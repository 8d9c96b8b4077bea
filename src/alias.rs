//! Path aliases: `@name` prefixes standing for real directories,
//! e.g. `@app/views` -> `/srv/app/views`.

use kstring::KString;

use crate::{alist::AList,
            error::{ThemeError, ThemeErrorKind}};

pub const ALIAS_SIGIL: char = '@';

/// Turns a path that may start with an alias into a real path.
pub trait AliasResolver {
    fn resolve_alias(&self, path: &str) -> Result<String, ThemeError>;
}

#[derive(Debug, Clone, Default)]
pub struct Aliases {
    aliases: AList<KString, String>,
}

impl Aliases {
    pub fn new() -> Self {
        Self::default()
    }

    /// Register `name` (which must start with `@`, and may contain
    /// slashes, e.g. `@vendor/theme`) for `path`. An alias in `path`
    /// is resolved right away, so it must already be registered.
    pub fn set_alias(&mut self, name: &str, path: &str) -> Result<(), ThemeError> {
        let name = name.trim_end_matches('/');
        if ! name.starts_with(ALIAS_SIGIL) || name.len() < 2 {
            return Err(ThemeErrorKind::InvalidAliasName(name.to_string()).into())
        }
        let target = self.resolve_alias(path)?;
        let trimmed = target.trim_end_matches('/');
        let target =
            if trimmed.is_empty() && target.starts_with('/') {
                "/".to_string()
            } else {
                trimmed.to_string()
            };
        self.aliases.insert(KString::from_ref(name), target);
        Ok(())
    }

    pub fn remove_alias(&mut self, name: &str) {
        self.aliases.retain(|k, _| k.as_str() != name);
    }

    pub fn get(&self, name: &str) -> Option<&str> {
        self.aliases.get(name).map(|s| s.as_str())
    }

    /// The longest alias that `path` starts with, followed by the end
    /// of `path` or a slash.
    fn find(&self, path: &str) -> Option<(&str, &str)> {
        self.aliases.iter()
            .filter(|(name, _)| {
                path.strip_prefix(name.as_str()).map_or(
                    false,
                    |rest| rest.is_empty() || rest.starts_with('/'))
            })
            .max_by_key(|(name, _)| name.len())
            .map(|(name, target)| (name.as_str(), target.as_str()))
    }
}

impl AliasResolver for Aliases {
    /// Paths not starting with `@` are returned unchanged.
    fn resolve_alias(&self, path: &str) -> Result<String, ThemeError> {
        if ! path.starts_with(ALIAS_SIGIL) {
            return Ok(path.to_string())
        }
        if let Some((name, target)) = self.find(path) {
            let rest = &path[name.len()..];
            if target == "/" {
                if let Some(rest) = rest.strip_prefix('/') {
                    return Ok(format!("/{rest}"))
                }
            }
            Ok(format!("{target}{rest}"))
        } else {
            let alias = path.split('/').next().unwrap_or(path);
            Err(ThemeErrorKind::UnknownAlias {
                alias: alias.to_string(),
                path: path.to_string(),
            }.into())
        }
    }
}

= = = =

▶ [Directions for this task]: Copy out every line above where "real" is present.

▶ [Problem solution]:
//! Path aliases: `@name` prefixes standing for real directories,
/// Turns a path that may start with an alias into a real path.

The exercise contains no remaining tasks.